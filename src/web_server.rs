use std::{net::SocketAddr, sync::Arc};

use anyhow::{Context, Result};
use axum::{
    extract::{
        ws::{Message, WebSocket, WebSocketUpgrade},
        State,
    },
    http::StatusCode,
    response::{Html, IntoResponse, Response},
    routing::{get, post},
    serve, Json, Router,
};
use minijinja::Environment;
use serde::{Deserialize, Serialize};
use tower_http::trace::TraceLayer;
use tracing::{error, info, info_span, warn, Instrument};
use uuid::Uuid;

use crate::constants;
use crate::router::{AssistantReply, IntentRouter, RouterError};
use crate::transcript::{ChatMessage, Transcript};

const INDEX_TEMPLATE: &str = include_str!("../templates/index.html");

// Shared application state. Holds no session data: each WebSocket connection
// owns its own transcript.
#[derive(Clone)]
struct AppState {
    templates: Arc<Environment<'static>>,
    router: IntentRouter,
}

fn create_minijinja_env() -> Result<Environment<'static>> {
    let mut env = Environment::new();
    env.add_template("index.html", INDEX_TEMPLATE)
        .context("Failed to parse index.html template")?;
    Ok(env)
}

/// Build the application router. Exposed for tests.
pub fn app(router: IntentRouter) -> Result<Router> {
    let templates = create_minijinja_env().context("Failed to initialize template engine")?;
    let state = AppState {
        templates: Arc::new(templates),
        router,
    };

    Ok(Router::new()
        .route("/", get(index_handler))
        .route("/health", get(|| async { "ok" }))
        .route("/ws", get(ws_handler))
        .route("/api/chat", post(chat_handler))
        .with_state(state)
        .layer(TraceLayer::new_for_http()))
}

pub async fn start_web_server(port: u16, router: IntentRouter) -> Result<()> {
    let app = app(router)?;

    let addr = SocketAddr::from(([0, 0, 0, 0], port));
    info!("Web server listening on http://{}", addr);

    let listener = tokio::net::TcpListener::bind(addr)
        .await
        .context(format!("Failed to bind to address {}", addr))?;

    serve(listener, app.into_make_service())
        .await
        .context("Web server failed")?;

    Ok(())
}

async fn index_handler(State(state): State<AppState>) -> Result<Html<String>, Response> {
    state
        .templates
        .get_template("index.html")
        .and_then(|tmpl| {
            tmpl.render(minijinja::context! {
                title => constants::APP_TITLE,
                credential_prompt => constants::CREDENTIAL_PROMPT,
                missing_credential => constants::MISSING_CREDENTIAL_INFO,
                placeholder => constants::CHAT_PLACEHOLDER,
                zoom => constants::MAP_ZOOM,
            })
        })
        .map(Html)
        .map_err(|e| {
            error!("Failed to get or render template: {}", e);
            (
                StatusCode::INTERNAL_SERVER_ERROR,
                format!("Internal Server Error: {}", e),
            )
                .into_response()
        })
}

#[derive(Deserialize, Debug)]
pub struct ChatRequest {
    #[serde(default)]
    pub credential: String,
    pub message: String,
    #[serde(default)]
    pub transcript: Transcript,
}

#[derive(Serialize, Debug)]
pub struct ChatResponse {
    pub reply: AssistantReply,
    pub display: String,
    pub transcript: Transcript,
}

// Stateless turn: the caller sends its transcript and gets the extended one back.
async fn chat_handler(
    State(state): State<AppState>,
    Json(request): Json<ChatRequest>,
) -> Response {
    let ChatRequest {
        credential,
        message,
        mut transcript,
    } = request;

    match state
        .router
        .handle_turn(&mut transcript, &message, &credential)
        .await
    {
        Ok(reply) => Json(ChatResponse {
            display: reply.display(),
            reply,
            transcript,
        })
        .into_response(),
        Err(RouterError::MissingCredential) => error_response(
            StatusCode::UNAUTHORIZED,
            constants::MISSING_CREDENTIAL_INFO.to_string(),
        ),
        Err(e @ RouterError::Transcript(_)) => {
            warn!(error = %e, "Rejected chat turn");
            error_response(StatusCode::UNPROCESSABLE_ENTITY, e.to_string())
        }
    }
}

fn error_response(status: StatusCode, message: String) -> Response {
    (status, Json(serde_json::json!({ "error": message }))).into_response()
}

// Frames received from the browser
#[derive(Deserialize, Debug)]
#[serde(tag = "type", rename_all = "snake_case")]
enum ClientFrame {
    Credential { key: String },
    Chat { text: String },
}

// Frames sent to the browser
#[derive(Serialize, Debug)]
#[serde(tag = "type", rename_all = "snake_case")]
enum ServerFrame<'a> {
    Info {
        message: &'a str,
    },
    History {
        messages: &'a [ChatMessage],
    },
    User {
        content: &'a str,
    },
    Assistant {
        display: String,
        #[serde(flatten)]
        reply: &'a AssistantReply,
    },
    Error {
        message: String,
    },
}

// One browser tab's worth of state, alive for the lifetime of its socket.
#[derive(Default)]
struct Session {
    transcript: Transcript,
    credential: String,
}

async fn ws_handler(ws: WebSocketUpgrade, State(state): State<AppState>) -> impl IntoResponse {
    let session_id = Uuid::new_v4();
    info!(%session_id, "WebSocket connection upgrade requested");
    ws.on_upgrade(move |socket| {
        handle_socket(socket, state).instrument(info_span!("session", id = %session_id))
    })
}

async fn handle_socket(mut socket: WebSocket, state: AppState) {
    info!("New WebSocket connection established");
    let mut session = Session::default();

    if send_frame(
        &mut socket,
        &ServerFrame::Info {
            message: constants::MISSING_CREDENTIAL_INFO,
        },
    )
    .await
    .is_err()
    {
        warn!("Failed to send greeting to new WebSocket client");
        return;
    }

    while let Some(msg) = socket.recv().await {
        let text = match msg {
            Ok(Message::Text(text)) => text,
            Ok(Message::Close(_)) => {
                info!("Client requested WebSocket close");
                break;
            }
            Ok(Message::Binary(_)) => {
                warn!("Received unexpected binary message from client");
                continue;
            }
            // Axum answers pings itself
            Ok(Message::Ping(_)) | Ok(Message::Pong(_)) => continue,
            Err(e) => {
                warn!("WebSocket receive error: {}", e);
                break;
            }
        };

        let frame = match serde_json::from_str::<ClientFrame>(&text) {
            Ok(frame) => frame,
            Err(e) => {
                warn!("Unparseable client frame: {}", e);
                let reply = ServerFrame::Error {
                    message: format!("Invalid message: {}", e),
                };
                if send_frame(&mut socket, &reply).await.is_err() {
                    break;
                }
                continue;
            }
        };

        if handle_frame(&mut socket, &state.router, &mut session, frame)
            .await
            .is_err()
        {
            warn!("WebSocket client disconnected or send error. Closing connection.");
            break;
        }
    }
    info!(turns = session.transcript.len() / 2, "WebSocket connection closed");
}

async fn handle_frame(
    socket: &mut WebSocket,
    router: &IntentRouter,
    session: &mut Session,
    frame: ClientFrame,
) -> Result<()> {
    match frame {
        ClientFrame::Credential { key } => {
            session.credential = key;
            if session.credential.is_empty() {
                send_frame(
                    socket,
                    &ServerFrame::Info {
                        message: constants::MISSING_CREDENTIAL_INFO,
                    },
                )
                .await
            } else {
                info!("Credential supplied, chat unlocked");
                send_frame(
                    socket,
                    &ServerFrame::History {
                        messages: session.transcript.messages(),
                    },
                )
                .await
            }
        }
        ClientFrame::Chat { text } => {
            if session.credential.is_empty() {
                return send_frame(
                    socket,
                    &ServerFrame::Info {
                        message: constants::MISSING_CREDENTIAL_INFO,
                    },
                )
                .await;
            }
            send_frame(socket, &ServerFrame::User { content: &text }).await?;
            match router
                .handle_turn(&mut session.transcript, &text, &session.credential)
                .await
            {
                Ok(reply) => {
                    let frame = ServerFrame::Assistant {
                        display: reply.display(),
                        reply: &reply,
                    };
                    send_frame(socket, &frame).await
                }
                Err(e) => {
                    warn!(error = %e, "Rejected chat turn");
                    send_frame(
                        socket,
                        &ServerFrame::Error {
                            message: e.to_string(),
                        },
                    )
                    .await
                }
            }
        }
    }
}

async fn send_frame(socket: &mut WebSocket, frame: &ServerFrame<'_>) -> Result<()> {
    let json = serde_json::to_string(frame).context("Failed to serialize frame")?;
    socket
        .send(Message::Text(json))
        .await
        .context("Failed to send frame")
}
________________________________________
WHAT THE TASK ASKS:
Look above for the line with "async fn handle_socket(mut" and the line with "to send greeting"; transcribe both and all lines in between, exactly, and nothing else.

ANSWER BELOW:
async fn handle_socket(mut socket: WebSocket, state: AppState) {
    info!("New WebSocket connection established");
    let mut session = Session::default();

    if send_frame(
        &mut socket,
        &ServerFrame::Info {
            message: constants::MISSING_CREDENTIAL_INFO,
        },
    )
    .await
    .is_err()
    {
        warn!("Failed to send greeting to new WebSocket client");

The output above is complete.